Genes involved in hemorrhagic transformations that follow recombinant t-PA treatment in stroke patients.

机构信息

Neurovascular Research Laboratory & Neurovascular Unit, Department of Neurology, Vall d'Hebron University Hospital, Departamento de Medicina, Universitat Autonoma de Barcelona, Vall d'Hebron Research Institute, 119-129, 08035 Barcelona, Spain.

出版信息

Pharmacogenomics. 2013 Apr;14(5):495-504. doi: 10.2217/pgs.13.19.

Abstract

AIM

Despite the benefits of recombinant t-PA (rt-PA) for stroke patients some of them suffer from adverse hemorrhagic transformations (HTs) following treatment. Our objective is to study the transcriptomics of HTs patients.

METHODS

We studied by microarrays 11 blood samples from patients with stroke that had received rt-PA of whom six of them had suffered a HT. For replication step RNA was collected from 14 new subjects (seven with HT, seven without) and then analyzed by real-time PCR. Four proteins were measured by ELISA in 72 new subjects to analyze their role as potential protein biomarkers.

RESULTS

The microarray analysis revealed that 14 genes were altered among the HT patients.
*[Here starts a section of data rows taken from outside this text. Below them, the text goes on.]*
//! Type classification for comparator dispatch.
//!
//! `classify` inspects a pair of values and either decides the pair outright
//! or names the comparison category whose comparator must decide it. The
//! checks run in a fixed order, cheapest and most common first:
//!
//! 1. identical values are equal;
//! 2. if either side is not a composite object, the pair is equal only when
//!    both are NaN;
//! 3. constructors must match;
//! 4. main-realm constructor fast paths: plain record, array, typed array,
//!    date, regexp, map, set;
//! 5. intrinsic-tag fallback for foreign realms and subclasses, including
//!    the thenable exclusion for generic objects;
//! 6. everything else is opaque and unequal.

use crate::heap::{Heap, ObjectId};
use crate::object::{Builtin, Constructor, IntrinsicTag, Object, ObjectKind};
use crate::value::Value;
use serde::{Deserialize, Serialize};
use std::fmt;
use tracing::trace;

/// Comparison category of a value pair.
#[derive(Debug, Clone, Copy, PartialEq, Eq, Hash, Serialize, Deserialize)]
#[serde(rename_all = "snake_case")]
pub enum TypeTag {
    Primitive,
    PlainRecord,
    Sequence,
    TypedBuffer,
    DateTime,
    Pattern,
    Mapping,
    SetCollection,
    BoxedPrimitive,
    ArgumentsLike,
    Opaque,
}

impl fmt::Display for TypeTag {
    fn fmt(&self, f: &mut fmt::Formatter<'_>) -> fmt::Result {
        let name = match self {
            TypeTag::Primitive => "primitive",
            TypeTag::PlainRecord => "plain record",
            TypeTag::Sequence => "sequence",
            TypeTag::TypedBuffer => "typed buffer",
            TypeTag::DateTime => "date/time",
            TypeTag::Pattern => "pattern",
            TypeTag::Mapping => "mapping",
            TypeTag::SetCollection => "set",
            TypeTag::BoxedPrimitive => "boxed primitive",
            TypeTag::ArgumentsLike => "arguments",
            TypeTag::Opaque => "opaque",
        };
        f.write_str(name)
    }
}

/// Outcome of classifying a pair.
#[derive(Debug, Clone, Copy, PartialEq, Eq)]
pub enum Classification {
    /// Same primitive or same object.
    Identical,
    /// At least one side is primitive (or callable); `equal` is the NaN rule.
    Primitive { equal: bool },
    /// Both are objects with different constructors.
    ConstructorMismatch,
    /// The comparator registered for `tag` decides.
    Compare { tag: TypeTag, a: ObjectId, b: ObjectId },
    /// A generic object exposing a callable `then`.
    Thenable,
    /// No structural equality is defined.
    Opaque,
}

impl Classification {
    /// The verdict, when no comparator is needed.
    pub fn verdict(&self) -> Option<bool> {
        match self {
            Classification::Identical => Some(true),
            Classification::Primitive { equal } => Some(*equal),
            Classification::ConstructorMismatch
            | Classification::Thenable
            | Classification::Opaque => Some(false),
            Classification::Compare { .. } => None,
        }
    }

    /// The category of the pair, where one applies.
    pub fn tag(&self) -> Option<TypeTag> {
        match self {
            Classification::Primitive { .. } => Some(TypeTag::Primitive),
            Classification::Compare { tag, .. } => Some(*tag),
            Classification::Thenable | Classification::Opaque => Some(TypeTag::Opaque),
            Classification::Identical | Classification::ConstructorMismatch => None,
        }
    }
}

/// Resolves a value to a composite object: present in the heap and not callable.
fn composite<'h>(heap: &'h Heap, value: &Value) -> Option<(ObjectId, &'h Object)> {
    let id = value.as_object()?;
    let object = heap.get(id)?;
    (!object.is_callable()).then_some((id, object))
}

/// Returns `true` if `object` exposes a callable `then`, either as an own
/// property or as a method of its class.
pub fn is_thenable(heap: &Heap, object: &Object) -> bool {
    if let Some(then) = object.get("then") {
        return heap.resolve(then).is_some_and(Object::is_callable);
    }
    match object.constructor {
        Constructor::Class(class) => {
            heap.class(class).is_some_and(|info| info.has_method("then"))
        }
        _ => false,
    }
}

/// Classifies the pair `(a, b)`.
pub fn classify(heap: &Heap, a: &Value, b: &Value) -> Classification {
    if a == b {
        return Classification::Identical;
    }

    let (Some((id_a, obj_a)), Some((id_b, obj_b))) = (composite(heap, a), composite(heap, b)) else {
        return Classification::Primitive {
            equal: a.is_nan() && b.is_nan(),
        };
    };

    if obj_a.constructor != obj_b.constructor {
        return Classification::ConstructorMismatch;
    }

    let compare = |tag| Classification::Compare { tag, a: id_a, b: id_b };
    let constructor = obj_a.constructor;

    if constructor.is_main(Builtin::Object) {
        return compare(TypeTag::PlainRecord);
    }
    // Arrays and typed arrays are recognized by their slots across realms and
    // subclasses alike.
    if matches!(obj_a.kind, ObjectKind::Array(_)) {
        return compare(TypeTag::Sequence);
    }
    if matches!(obj_a.kind, ObjectKind::TypedArray(_)) {
        return compare(TypeTag::TypedBuffer);
    }
    if constructor.is_main(Builtin::Date) {
        return compare(TypeTag::DateTime);
    }
    if constructor.is_main(Builtin::RegExp) {
        return compare(TypeTag::Pattern);
    }
    if constructor.is_main(Builtin::Map) {
        return compare(TypeTag::Mapping);
    }
    if constructor.is_main(Builtin::Set) {
        return compare(TypeTag::SetCollection);
    }

    let tag = obj_a.tag();
    trace!(%tag, "classifying by intrinsic tag");
    match tag {
        IntrinsicTag::Date => compare(TypeTag::DateTime),
        IntrinsicTag::RegExp => compare(TypeTag::Pattern),
        IntrinsicTag::Map => compare(TypeTag::Mapping),
        IntrinsicTag::Set => compare(TypeTag::SetCollection),
        IntrinsicTag::Object => {
            if is_thenable(heap, obj_a) || is_thenable(heap, obj_b) {
                trace!("thenable excluded from structural equality");
                Classification::Thenable
            } else {
                compare(TypeTag::PlainRecord)
            }
        }
        IntrinsicTag::Arguments => compare(TypeTag::ArgumentsLike),
        IntrinsicTag::Boolean | IntrinsicTag::Number | IntrinsicTag::String => {
            compare(TypeTag::BoxedPrimitive)
        }
        _ => Classification::Opaque,
    }
}
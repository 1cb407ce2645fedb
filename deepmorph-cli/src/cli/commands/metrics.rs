use super::InputArgs;
use crate::cli::formatting::report;
use crate::cli::load_effective_config;
use anyhow::Result;
use clap::Args;
use deepmorph_bio::sequence::motif_hits;
use deepmorph_bio::SequenceMetrics;
use deepmorph_core::OutputFormat;
use std::path::Path;

#[derive(Args)]
pub struct MetricsArgs {
    #[command(flatten)]
    pub input: InputArgs,

    /// Output format (defaults to the configured one)
    #[arg(short, long, value_enum)]
    pub format: Option<OutputFormat>,
}

pub fn run(args: MetricsArgs, config_path: Option<&Path>) -> Result<()> {
    let config = load_effective_config(config_path)?;
    let format = args.format.unwrap_or(config.output.format);
    let records = args.input.load_records()?;

    let mut reports = Vec::new();
    for record in &records {
        let metrics = SequenceMetrics::calculate(&record.sequence);
        let motifs = motif_hits(record.sequence.as_bytes());
        match format {
            OutputFormat::Json => reports.push(report::metrics_json(record, &metrics, &motifs)?),
            OutputFormat::Text => report::print_metrics(record, &metrics, &motifs),
        }
    }

    if format.is_machine_readable() {
        println!("{}", report::render_json(reports, config.output.pretty)?);
    }
    Ok(())
}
The replication study confirmed these results for six genes. Two of them (BCL2 and OLFM4) are associated with apoptosis, whereas the other four (LTF, LCN2 [also known as NGAL], CEACAM8 and CRISP3) are involved in the regulation of neutrophil processes.

CONCLUSION

Our data revealed that genes related to apoptosis and neutrophil regulation pathways could be associated with HTs after rt-PA.

摘要

目的

尽管重组组织型纤溶酶原激活剂(rt-PA)对脑卒中患者有益,但其中一些患者在接受治疗后会出现不良的出血性转化(HTs)。我们的目的是研究 HTs 患者的转录组学。

方法

我们通过微阵列分析了 11 名接受 rt-PA 治疗的脑卒中患者的血液样本,其中 6 名患者发生了 HT。在复制阶段,我们从 14 名新患者(7 名发生 HT,7 名未发生)中收集 RNA,并通过实时 PCR 进行分析。我们在 72 名新患者中测量了 4 种蛋白质,以分析它们作为潜在蛋白生物标志物的作用。

结果

微阵列分析显示,14 个基因在 HT 患者中发生改变。复制研究证实了这 6 个基因的结果。其中两个基因(BCL2 和 OLFM4)与细胞凋亡有关,而其他四个基因(LTF、LCN2[也称为 NGAL]、CEACAM8 和 CRISP3)与中性粒细胞过程的调节有关。

结论

我们的数据显示,与细胞凋亡和中性粒细胞调节途径相关的基因可能与 rt-PA 后 HTs 有关。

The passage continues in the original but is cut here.